I am learning to analyze the topology of data with the pHom package of R.
I would like to understand (characterize) a set of data (A Matrix(3500 rows,10 colums). In order to achieve such aim the R-package phom runs a persistent homology test that describes the data.
(Reference: The following video describes what we are seeking to do with homology in topology - reference video 4 min: http://www.youtube.com/embed/XfWibrh6stw?rel=0&autoplay=1).
Using the R-package "phom" (link: http://cran.r-project.org/web/packages/phom/phom.pdf) the following example can be run.
I need help in order to properly understand how the phom function works and how to interpret the data (plot).
Using the Example # 1 of the reference manual of the phom package in r, running it on R
library(phom)
library(Rccp)
x <- runif(100)
y <- runif(100)
points <- t(as.matrix(rbind(x, y)))
max_dim <- 2
max_f <- 0.2
intervals <- pHom(points, max_dim, max_f, metric="manhattan")
plotPersistenceDiagram(intervals, max_dim, max_f,
title="Random Points in Cube with l_1 Norm")
I would kindly appreciate if someone would be able to help me with:
Question: a.) what does the value max_f means and where does it come from? from my data? I set them? b.) the plot : plotPersistenceDiagram (if you run the example in R you will see the plot), how do I interpret it?
Thank you.
Note: in order to run the "phom" package you need the "Rccp" package and you need the latest version of R 3.03.

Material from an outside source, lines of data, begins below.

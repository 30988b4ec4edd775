use api::{load_users, run_action};
use dioxus::prelude::*;
use store::{ActionKind, Debouncer, StatusFilter, UserList, UserRecord};

use crate::components::{use_notify, Button, ButtonVariant, Input, Select, SelectOption};
use crate::icons::{FaMagnifyingGlass, FaPlus, FaSpinner};
use crate::timer::sleep;
use crate::users_table::{RowAction, UsersTable};
use crate::{use_admin, ConfirmActionDialog, FormMode, Icon, UserDetailDrawer, UserFormDialog};

/// The users page: fetches the working set once, filters it locally and
/// hosts every dialog that changes it.
#[component]
pub fn UsersListView() -> Element {
    let admin = use_admin();
    let notify = use_notify();
    let users_config = admin.config.users.clone();
    let debounce = admin.config.search.debounce();

    let mut list = use_signal(|| {
        let mut list = UserList::default();
        list.start_loading();
        list
    });
    let mut reloads = use_signal(|| 0u32);

    let mut search = use_signal(String::new);
    let mut term = use_signal(String::new);
    let mut debouncer = use_signal(Debouncer::<String>::new);
    let mut status = use_signal(|| StatusFilter::All);

    let mut form_mode = use_signal(|| Option::<FormMode>::None);
    let mut pending = use_signal(|| Option::<(ActionKind, UserRecord)>::None);
    let mut viewing = use_signal(|| Option::<UserRecord>::None);

    let loader_backend = admin.backend.clone();
    let _loader = use_resource(move || {
        let backend = loader_backend.clone();
        let config = users_config.clone();
        let generation = reloads();
        async move {
            list.write().start_loading();
            tracing::info!(generation, "loading users");
            match load_users(&backend, &config).await {
                Ok(users) => list.write().replace(users),
                Err(message) => list.write().fail(message),
            }
        }
    });

    let on_search = move |evt: FormEvent| {
        let value = evt.value();
        search.set(value.clone());
        let ticket = debouncer.write().push(value);
        spawn(async move {
            sleep(debounce).await;
            if let Some(settled) = debouncer.write().settle(ticket) {
                term.set(settled);
            }
        });
    };

    let on_row_action = move |action: RowAction| match action {
        RowAction::View(user) => viewing.set(Some(user)),
        RowAction::Edit(user) => form_mode.set(Some(FormMode::Edit(user))),
        RowAction::Confirm(kind, user) => pending.set(Some((kind, user))),
    };

    let action_backend = admin.backend.clone();
    let on_confirm = move |(kind, id): (ActionKind, String)| {
        pending.set(None);
        let backend = action_backend.clone();
        spawn(async move {
            let outcome = run_action(&backend, kind, &id).await;
            notify.call(outcome.notice);
            if outcome.reload {
                reloads += 1;
            }
        });
    };

    let on_saved = move |saved: Option<UserRecord>| {
        let mode = form_mode();
        form_mode.set(None);
        match (mode, saved) {
            (Some(FormMode::Edit(_)), Some(user)) => {
                if !list.write().patch(user) {
                    reloads += 1;
                }
            }
            (Some(FormMode::Create), Some(user)) => list.write().append(user),
            _ => reloads += 1,
        }
    };

    let settling = debouncer.read().is_pending();
    let snapshot = list.read();
    let visible = snapshot.filtered(&term(), status());
    let status_options: Vec<SelectOption> = StatusFilter::ALL
        .into_iter()
        .map(|s| SelectOption::new(s.value(), s.label()))
        .collect();

    rsx! {
        div {
            div { class: "flex items-start justify-between mb-5",
                div {
                    h1 { class: "m-0 text-2xl font-semibold text-neutral-900", "Users" }
                    p { class: "mt-1 mb-0 text-sm text-neutral-500", "Manage accounts, roles and access." }
                }
                Button {
                    variant: ButtonVariant::Primary,
                    onclick: move |_| form_mode.set(Some(FormMode::Create)),
                    Icon { icon: FaPlus, width: 12, height: 12 }
                    span { "Create User" }
                }
            }

            div { class: "flex gap-3 mb-4",
                div { class: "relative flex-1 max-w-sm",
                    span { class: "absolute left-2.5 top-1/2 -translate-y-1/2 inline-flex text-neutral-400",
                        if settling {
                            span { class: "inline-flex animate-spin",
                                Icon { icon: FaSpinner, width: 12, height: 12 }
                            }
                        } else {
                            Icon { icon: FaMagnifyingGlass, width: 12, height: 12 }
                        }
                    }
                    Input {
                        id: "users-search",
                        class: "pl-8",
                        r#type: "search",
                        placeholder: "Search by name or code...",
                        value: search(),
                        oninput: on_search,
                    }
                }
                Select {
                    id: "users-status",
                    class: "w-40",
                    value: status().value(),
                    options: status_options,
                    onchange: move |value: String| status.set(StatusFilter::from_value(&value)),
                }
            }

            if let Some(ref message) = snapshot.error {
                div {
                    class: "p-4 rounded-lg border border-red-200 bg-red-50 text-red-800",
                    role: "alert",
                    p { class: "m-0 mb-1 font-semibold", "Could not load users" }
                    p { class: "m-0 text-sm", "{message}" }
                }
            } else {
                UsersTable {
                    users: visible,
                    loading: snapshot.loading,
                    page_size: admin.config.users.page_size,
                    on_action: on_row_action,
                }
            }
        }

        if let Some(mode) = form_mode() {
            UserFormDialog {
                mode: mode,
                on_saved: on_saved,
                on_close: move |_| form_mode.set(None),
            }
        }
        if let Some((kind, user)) = pending() {
            ConfirmActionDialog {
                kind: kind,
                user: user,
                on_confirm: on_confirm,
                on_close: move |_| pending.set(None),
            }
        }
        if let Some(user) = viewing() {
            UserDetailDrawer {
                user: user,
                on_close: move |_| viewing.set(None),
            }
        }
    }
}
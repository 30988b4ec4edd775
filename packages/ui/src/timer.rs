use std::time::Duration;

pub(crate) async fn sleep(duration: Duration) {
    #[cfg(target_arch = "wasm32")]
    gloo_timers::future::sleep(duration).await;
    #[cfg(not(target_arch = "wasm32"))]
    tokio::time::sleep(duration).await;
}
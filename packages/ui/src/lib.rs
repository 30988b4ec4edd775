//! This crate contains all shared UI for the admin console.

use dioxus::prelude::*;

pub mod components;

// Re-export icon library
pub use dioxus_free_icons::Icon;
pub mod icons {
    pub use dioxus_free_icons::icons::fa_solid_icons::*;
}

pub mod views;

pub const DX_COMPONENTS_CSS: Asset = asset!("/assets/dx-components-theme.css");
pub const TAILWIND_CSS: Asset = asset!("/assets/tailwind.css");

mod admin;
pub use admin::{use_admin, AdminContext, AdminProvider, ConfigErrorView};

mod timer;

mod sidebar;
pub use sidebar::AppSidebar;

mod users_table;
pub use users_table::{RowAction, UsersTable};

mod action_dialog;
pub use action_dialog::ConfirmActionDialog;

mod user_form_dialog;
pub use user_form_dialog::{FormMode, UserFormDialog};

mod user_drawer;
pub use user_drawer::UserDetailDrawer;

// Re-export key sidebar component types for convenience
pub use components::sidebar::{
    use_sidebar, Sidebar, SidebarContent, SidebarFooter, SidebarGroup, SidebarGroupLabel,
    SidebarHeader, SidebarInset, SidebarMenu, SidebarMenuButton, SidebarMenuItem,
    SidebarMenuSub, SidebarMenuSubButton, SidebarProvider, SidebarTrigger,
};
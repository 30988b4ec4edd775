//! What the users page does with each backend answer.
//!
//! These functions sit between the dialogs and a [`UsersService`]: they
//! validate, call, and turn the outcome into a [`Notice`] for a toast plus the
//! change the page should make. They hold no UI state, so the rules are
//! testable against [`MemoryUsersService`](crate::MemoryUsersService).

use store::{ActionKind, FieldErrors, UserForm, UserRecord, UsersConfig};

use crate::service::UsersService;
use crate::users::ListQuery;

#[derive(Clone, Copy, Debug, PartialEq, Eq)]
pub enum NoticeLevel {
    Success,
    Error,
}

/// A toast to show.
#[derive(Clone, Debug, PartialEq, Eq)]
pub struct Notice {
    pub level: NoticeLevel,
    pub title: String,
    pub description: String,
}

impl Notice {
    pub fn success(title: impl Into<String>, description: impl Into<String>) -> Self {
        Self {
            level: NoticeLevel::Success,
            title: title.into(),
            description: description.into(),
        }
    }

    pub fn error(title: impl Into<String>, description: impl Into<String>) -> Self {
        Self {
            level: NoticeLevel::Error,
            title: title.into(),
            description: description.into(),
        }
    }
}

/// Fetch the working set with the configured page and limit.
///
/// The error is the message shown in place of the table.
pub async fn load_users<S: UsersService>(
    service: &S,
    config: &UsersConfig,
) -> Result<Vec<UserRecord>, String> {
    let query = ListQuery::page(config.page, config.limit);
    match service.list(&query).await {
        Ok(resp) if resp.success => Ok(resp.data.unwrap_or_default()),
        Ok(resp) => {
            let message = resp.message_or("Failed to load users");
            tracing::warn!("list rejected: {message}");
            Err(message)
        }
        Err(e) => {
            tracing::error!("error fetching users: {e}");
            Err(e.to_string())
        }
    }
}

#[derive(Clone, Debug, PartialEq, Eq)]
pub struct ActionOutcome {
    pub notice: Notice,
    /// The list must be fetched again.
    pub reload: bool,
}

/// Run a confirmed archive, reactivate or delete.
///
/// Only a successful action asks for a reload; a rejected one leaves the
/// working set as it was and reports the backend message.
pub async fn run_action<S: UsersService>(service: &S, kind: ActionKind, id: &str) -> ActionOutcome {
    let resp = service.action(kind, id).await;
    if resp.success {
        tracing::info!(action = kind.verb(), %id, "user action succeeded");
        ActionOutcome {
            notice: Notice::success(kind.success_title(), kind.success_description()),
            reload: true,
        }
    } else {
        let message = resp.message_or(kind.failure_fallback());
        tracing::warn!(action = kind.verb(), %id, "user action rejected: {message}");
        ActionOutcome {
            notice: Notice::error("Error", message),
            reload: false,
        }
    }
}

#[derive(Clone, Debug, PartialEq)]
pub enum SubmitOutcome {
    /// Validation failed; nothing was sent.
    Invalid(FieldErrors),
    /// The backend answered `success: false`. The dialog stays open.
    Rejected(Notice),
    /// The request itself failed. The dialog stays open.
    Failed(Notice),
    /// Saved. `user` is the record to put in the working set; `None` means
    /// the backend sent no data and the list should be reloaded.
    Saved {
        user: Option<UserRecord>,
        notice: Notice,
    },
}

impl SubmitOutcome {
    pub fn is_saved(&self) -> bool {
        matches!(self, SubmitOutcome::Saved { .. })
    }
}

pub async fn submit_create<S: UsersService>(service: &S, form: &UserForm) -> SubmitOutcome {
    let payload = match form.validate("") {
        Ok(payload) => payload,
        Err(errors) => return SubmitOutcome::Invalid(errors),
    };
    match service.create(&payload).await {
        Ok(resp) if resp.success => {
            tracing::info!("user created");
            SubmitOutcome::Saved {
                user: resp.data,
                notice: Notice::success("User Created", "The user has been successfully created."),
            }
        }
        Ok(resp) => {
            let message = resp.message_or("Failed to create user");
            tracing::warn!("create rejected: {message}");
            SubmitOutcome::Rejected(Notice::error("Error", message))
        }
        Err(e) => {
            tracing::error!("error creating user: {e}");
            SubmitOutcome::Failed(Notice::error(
                "Error",
                "Something went wrong while creating the user.",
            ))
        }
    }
}

/// Validate and send an edit of `user`.
///
/// When the backend echoes no record, the payload is applied to `user` so the
/// working set can still be patched in place.
pub async fn submit_edit<S: UsersService>(
    service: &S,
    user: &UserRecord,
    form: &UserForm,
) -> SubmitOutcome {
    let payload = match form.validate(&user.code) {
        Ok(payload) => payload,
        Err(errors) => return SubmitOutcome::Invalid(errors),
    };
    match service.update(&user.id, &payload).await {
        Ok(resp) if resp.success => {
            tracing::info!(id = %user.id, "user edited");
            let updated = resp.data.unwrap_or_else(|| {
                let mut local = user.clone();
                local.apply_payload(&payload);
                local
            });
            SubmitOutcome::Saved {
                user: Some(updated),
                notice: Notice::success("User Edited", "The user has been successfully edited."),
            }
        }
        Ok(resp) => {
            let message = resp.message_or("Failed to update user");
            tracing::warn!(id = %user.id, "update rejected: {message}");
            SubmitOutcome::Rejected(Notice::error("Error", message))
        }
        Err(e) => {
            tracing::error!(id = %user.id, "error updating user: {e}");
            SubmitOutcome::Failed(Notice::error(
                "Error",
                "Something went wrong while updating the user.",
            ))
        }
    }
}
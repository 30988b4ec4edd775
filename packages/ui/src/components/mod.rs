//! Styled building blocks shared by every view. Styles live in
//! `assets/dx-components-theme.css`.

pub mod alert_dialog;
pub mod badge;
pub mod button;
pub mod drawer;
pub mod dropdown_menu;
pub mod input;
pub mod label;
pub mod select;
pub mod sidebar;
pub mod toast;

pub use alert_dialog::{
    AlertDialog, AlertDialogAction, AlertDialogActions, AlertDialogCancel, AlertDialogDescription,
    AlertDialogTitle,
};
pub use badge::Badge;
pub use button::{Button, ButtonVariant};
pub use drawer::Drawer;
pub use dropdown_menu::{DropdownMenu, DropdownMenuItem, DropdownMenuLabel, DropdownMenuSeparator};
pub use input::Input;
pub use label::{FieldError, Label};
pub use select::{Select, SelectOption};
pub use toast::{use_notify, ToastProvider};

The previous example was done in R after loading the "phom" and the "Rccp" packages respectively.
This is totally the wrong venue for this question, but just in case you're still struggling with it a year later I happen to know the answer.
Computing persistent homology has two steps:
The "filtration" part of step 1 means you have to compute a simplicial complex for a whole range of parameters. The parameter in this case is epsilon, the distance threshold within which points are connected. The max_f variable caps the range of epsilon sweep from zero to max_f.
plotPersistenceDiagram displays the homological "persistence barcodes" as points instead of lines. The x-coordinate of the point is the birth time of that topological feature (the value of epsilon for which it first appears), and the y-coordinate is the death time (the value of epsilon for which it disappears).